:: Collected data ::
┌──
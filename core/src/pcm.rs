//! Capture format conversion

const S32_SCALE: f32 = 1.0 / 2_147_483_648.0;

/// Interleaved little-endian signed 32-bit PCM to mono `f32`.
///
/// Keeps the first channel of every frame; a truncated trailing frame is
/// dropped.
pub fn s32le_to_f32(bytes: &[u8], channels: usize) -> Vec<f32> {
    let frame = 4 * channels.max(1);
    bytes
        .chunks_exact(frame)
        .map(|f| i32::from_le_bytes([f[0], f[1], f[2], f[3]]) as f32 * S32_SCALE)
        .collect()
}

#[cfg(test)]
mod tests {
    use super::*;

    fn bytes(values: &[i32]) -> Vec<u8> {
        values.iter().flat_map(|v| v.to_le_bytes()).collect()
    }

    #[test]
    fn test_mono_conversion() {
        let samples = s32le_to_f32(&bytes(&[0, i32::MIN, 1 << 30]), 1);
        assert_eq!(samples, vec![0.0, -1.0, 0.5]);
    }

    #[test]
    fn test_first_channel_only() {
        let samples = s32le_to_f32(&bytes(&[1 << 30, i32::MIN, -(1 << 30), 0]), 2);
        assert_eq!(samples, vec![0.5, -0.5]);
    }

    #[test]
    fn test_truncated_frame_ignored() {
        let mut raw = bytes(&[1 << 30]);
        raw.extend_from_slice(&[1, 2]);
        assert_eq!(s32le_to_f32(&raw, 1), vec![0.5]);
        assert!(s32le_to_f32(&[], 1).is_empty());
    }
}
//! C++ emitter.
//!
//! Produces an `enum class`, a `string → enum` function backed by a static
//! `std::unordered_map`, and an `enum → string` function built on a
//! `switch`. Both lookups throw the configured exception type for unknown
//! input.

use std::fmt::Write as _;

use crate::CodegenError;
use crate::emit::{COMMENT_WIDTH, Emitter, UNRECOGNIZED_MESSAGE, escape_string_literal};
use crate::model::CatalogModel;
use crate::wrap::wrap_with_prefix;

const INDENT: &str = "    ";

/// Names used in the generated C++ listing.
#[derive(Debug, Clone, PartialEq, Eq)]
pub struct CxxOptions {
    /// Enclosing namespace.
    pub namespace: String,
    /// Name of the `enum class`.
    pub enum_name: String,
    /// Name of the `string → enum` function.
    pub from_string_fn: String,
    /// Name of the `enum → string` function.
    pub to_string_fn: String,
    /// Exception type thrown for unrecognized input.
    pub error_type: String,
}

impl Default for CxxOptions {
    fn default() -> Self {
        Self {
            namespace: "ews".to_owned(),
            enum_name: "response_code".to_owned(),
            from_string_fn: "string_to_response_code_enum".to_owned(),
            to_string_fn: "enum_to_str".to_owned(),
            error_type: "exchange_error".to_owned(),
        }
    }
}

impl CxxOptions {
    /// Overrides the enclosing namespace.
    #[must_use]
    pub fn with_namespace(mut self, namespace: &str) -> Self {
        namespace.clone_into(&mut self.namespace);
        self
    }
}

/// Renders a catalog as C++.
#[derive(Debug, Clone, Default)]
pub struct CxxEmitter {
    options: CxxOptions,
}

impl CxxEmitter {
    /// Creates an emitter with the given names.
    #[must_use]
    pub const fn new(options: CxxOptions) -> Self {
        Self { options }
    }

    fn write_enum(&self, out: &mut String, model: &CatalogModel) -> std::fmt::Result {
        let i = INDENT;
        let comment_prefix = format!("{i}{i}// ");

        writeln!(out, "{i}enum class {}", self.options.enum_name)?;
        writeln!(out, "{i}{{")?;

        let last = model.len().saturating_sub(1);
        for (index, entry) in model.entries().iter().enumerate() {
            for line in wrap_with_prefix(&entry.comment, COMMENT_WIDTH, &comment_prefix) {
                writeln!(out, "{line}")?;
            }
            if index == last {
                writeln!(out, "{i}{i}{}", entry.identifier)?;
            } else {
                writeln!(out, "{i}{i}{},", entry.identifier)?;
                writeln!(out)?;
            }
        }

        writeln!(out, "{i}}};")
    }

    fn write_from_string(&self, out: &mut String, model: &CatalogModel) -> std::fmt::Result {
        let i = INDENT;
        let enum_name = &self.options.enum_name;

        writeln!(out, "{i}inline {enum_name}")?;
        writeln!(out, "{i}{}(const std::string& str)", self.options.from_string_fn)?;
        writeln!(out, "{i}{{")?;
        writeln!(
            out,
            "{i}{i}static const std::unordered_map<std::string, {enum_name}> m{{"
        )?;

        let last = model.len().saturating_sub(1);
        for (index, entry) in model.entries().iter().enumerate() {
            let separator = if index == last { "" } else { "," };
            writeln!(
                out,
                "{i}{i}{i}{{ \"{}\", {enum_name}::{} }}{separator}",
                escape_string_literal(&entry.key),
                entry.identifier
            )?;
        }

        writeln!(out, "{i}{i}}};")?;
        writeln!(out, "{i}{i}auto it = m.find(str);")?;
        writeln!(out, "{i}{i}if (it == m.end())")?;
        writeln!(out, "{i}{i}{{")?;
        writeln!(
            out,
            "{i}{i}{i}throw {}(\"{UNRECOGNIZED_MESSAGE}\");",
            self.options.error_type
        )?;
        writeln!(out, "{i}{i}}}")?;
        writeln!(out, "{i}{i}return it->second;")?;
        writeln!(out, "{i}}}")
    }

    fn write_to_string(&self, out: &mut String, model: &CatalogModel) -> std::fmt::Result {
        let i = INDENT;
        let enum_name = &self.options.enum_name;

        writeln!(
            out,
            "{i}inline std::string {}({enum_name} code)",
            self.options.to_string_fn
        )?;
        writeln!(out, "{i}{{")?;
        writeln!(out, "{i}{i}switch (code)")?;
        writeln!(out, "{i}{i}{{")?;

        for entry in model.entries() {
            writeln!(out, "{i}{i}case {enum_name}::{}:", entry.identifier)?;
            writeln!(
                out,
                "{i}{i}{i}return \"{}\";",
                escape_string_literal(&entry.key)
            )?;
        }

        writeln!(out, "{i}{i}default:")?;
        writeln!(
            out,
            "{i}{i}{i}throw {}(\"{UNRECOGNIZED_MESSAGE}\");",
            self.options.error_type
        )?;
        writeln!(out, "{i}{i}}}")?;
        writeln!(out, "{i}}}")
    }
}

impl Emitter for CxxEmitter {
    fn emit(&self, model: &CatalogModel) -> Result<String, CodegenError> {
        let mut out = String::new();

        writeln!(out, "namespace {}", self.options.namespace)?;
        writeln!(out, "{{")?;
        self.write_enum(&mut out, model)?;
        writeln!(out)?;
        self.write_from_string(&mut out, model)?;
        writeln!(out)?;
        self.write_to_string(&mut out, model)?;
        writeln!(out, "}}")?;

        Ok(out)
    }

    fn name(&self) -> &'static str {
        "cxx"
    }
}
└──
:: What is being asked ::
Within the records above, work out on how many lines the string "CodegenError" appears, and give only that number.

:: Exercise response ::
2